Cáritas denuncia la pasividad de las instituciones ante los "niños de la calle"

Cáritas advirtió ayer de que la presencia de menores magrebíes en las calles de Barcelona se convertirá "en un problema de orden público" si no se promueven acciones alternativas al internamiento, como pretende la Generalitat. Tres meses después de firmarse un acuerdo interinstitucional para dar respuesta al problema de estos menores, Cáritas asegura que trabaja "sola" en una realidad que es "como una patata caliente" que nadie quiere en sus manos.

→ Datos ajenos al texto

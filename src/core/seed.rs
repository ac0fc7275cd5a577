//! Seed data: the initial request collection loaded into a store at startup.
//!
//! A sample collection is embedded at compile time so the tracker works with
//! no external files. Seed records are trusted; the only conversion that can
//! fail is resolving a status name against its request kind.

use crate::core::error::ReqtrackError;
use crate::core::lifecycle::{RequestKind, Status};
use crate::core::request::{ActivityEntry, Priority, Request};
use chrono::{DateTime, Utc};
use serde::Deserialize;
use std::fs;
use std::path::Path;

pub const SAMPLE_SEED: &str = include_str!("../../assets/seed/requests.json");

/// Raw seed record; `status` stays a string until its kind is known.
#[derive(Debug, Clone, Deserialize)]
pub struct SeedRecord {
    pub id: String,
    pub kind: RequestKind,
    pub title: String,
    #[serde(default)]
    pub requester: String,
    #[serde(default)]
    pub scope: String,
    pub status: String,
    pub priority: Priority,
    #[serde(default)]
    pub assigned_to: Option<String>,
    #[serde(default)]
    pub assigned_team: Option<String>,
    pub created_at: DateTime<Utc>,
    #[serde(default)]
    pub updated_at: Option<DateTime<Utc>>,
    #[serde(default)]
    pub due_date: Option<DateTime<Utc>>,
    #[serde(default)]
    pub completed_at: Option<DateTime<Utc>>,
    #[serde(default)]
    pub activity_log: Vec<ActivityEntry>,
    #[serde(default)]
    pub notes: Vec<String>,
}

impl TryFrom<SeedRecord> for Request {
    type Error = ReqtrackError;

    fn try_from(rec: SeedRecord) -> Result<Self, Self::Error> {
        let status = Status::parse(rec.kind, &rec.status)
            .map_err(|e| ReqtrackError::InvalidState(format!("seed request {}: {}", rec.id, e)))?;
        Ok(Request {
            updated_at: rec.updated_at.unwrap_or(rec.created_at),
            id: rec.id,
            kind: rec.kind,
            title: rec.title,
            requester: rec.requester,
            scope: rec.scope,
            status,
            priority: rec.priority,
            assigned_to: rec.assigned_to,
            assigned_team: rec.assigned_team,
            created_at: rec.created_at,
            due_date: rec.due_date,
            completed_at: rec.completed_at,
            activity_log: rec.activity_log,
            notes: rec.notes,
        })
    }
}

/// Parse a JSON array of seed records, preserving their order.
pub fn parse_seed(json: &str) -> Result<Vec<Request>, ReqtrackError> {
    let records: Vec<SeedRecord> =
        serde_json::from_str(json).map_err(|e| ReqtrackError::SeedError(e.to_string()))?;
    records.into_iter().map(Request::try_from).collect()
}

pub fn load_seed(path: &Path) -> Result<Vec<Request>, ReqtrackError> {
    let content = fs::read_to_string(path).map_err(ReqtrackError::IoError)?;
    let requests = parse_seed(&content)?;
    tracing::debug!(path = %path.display(), count = requests.len(), "loaded seed");
    Ok(requests)
}

pub fn sample_seed() -> Result<Vec<Request>, ReqtrackError> {
    parse_seed(SAMPLE_SEED)
}
//! Shared timestamp/event helpers for activity entries and output envelopes.

use chrono::{DateTime, SecondsFormat, Utc};
use serde_json::Value as JsonValue;
use ulid::Ulid;

pub fn now() -> DateTime<Utc> {
    Utc::now()
}

/// RFC 3339 UTC with second precision (e.g. `2026-03-02T09:15:00Z`).
pub fn to_rfc3339(ts: &DateTime<Utc>) -> String {
    ts.to_rfc3339_opts(SecondsFormat::Secs, true)
}

pub fn now_rfc3339() -> String {
    to_rfc3339(&now())
}

pub fn new_event_id() -> String {
    Ulid::new().to_string()
}

/// Standard command response envelope shape used across CLI surfaces.
pub fn command_envelope(cmd: &str, status: &str, extra: JsonValue) -> JsonValue {
    let mut base = serde_json::json!({
        "envelope_version": "1.0.0",
        "ts": now_rfc3339(),
        "event_id": new_event_id(),
        "cmd": cmd,
        "status": status
    });
    if let (Some(base_obj), Some(extra_obj)) = (base.as_object_mut(), extra.as_object()) {
        for (k, v) in extra_obj {
            base_obj.insert(k.clone(), v.clone());
        }
    }
    base
}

Los responsables de Cáritas Diocesana de Barcelona, brazo asistencial de la Iglesia católica, presentaron ayer la memoria de la entidad correspondiente a 1998, en la que ocupa un lugar destacado la tarea realizada por Al Qantara ("el puente", en árabe), un centro de acogida que ha atendido a 82 menores inmigrantes. La directora de Cáritas, Núria Gispert, señaló que, tres meses después del acuerdo interinstitucional impulsado por el Departamento de Justicia, "nadie ha creado un centro como el de Cáritas, en el que además de dar cobertura a las necesidades básicas de los menores, se les ofrecen actividades y recursos que favorezcan su adaptación a la sociedad y al mundo laboral". "Cáritas es la única entidad que ha abordado este tema en profundidad", dijo Gispert. El responsable del área social de Cáritas, Eduard Sala, recordó que el pasado mes de septiembre, tras conocerse la existencia de estos menores, que viven en la calle en condiciones infrahumanas, "los primeros que se movieron fueron los grupos de voluntariado". Sala destacó que, mientras las administraciones discutían sobre cuál de ellas tiene competencias sobre este nuevo colectivo, los voluntarios de Cáritas "iban a la calle, de noche, a buscar a estos niños y a ofrecerles ayuda". Si bien reconoció la labor realizada por los técnicos de la Dirección General de Atención a la Infancia, Eduard Sala reprochó a la Generalitat que su acción sobre estos niños esté excesivamente encaminada al internamiento en centros tutelados. Según el informe anual de Cáritas, durante el año pasado, la entidad atendió a 14.603 personas necesitadas, de las que el 70,8% tiene menos de 45 años y el 55,7% son mujeres. Estas cifras confirman la tendencia a la rejuvenecimiento y la feminización de la pobreza, un fenómeno ya detectado en los últimos años. Gispert creyó oportuno difundir estas cifras en plena campaña electoral para "recordar a los políticos que hay cada vez más ciudadanos sin voz y con un gran sufrimiento a sus espaldas".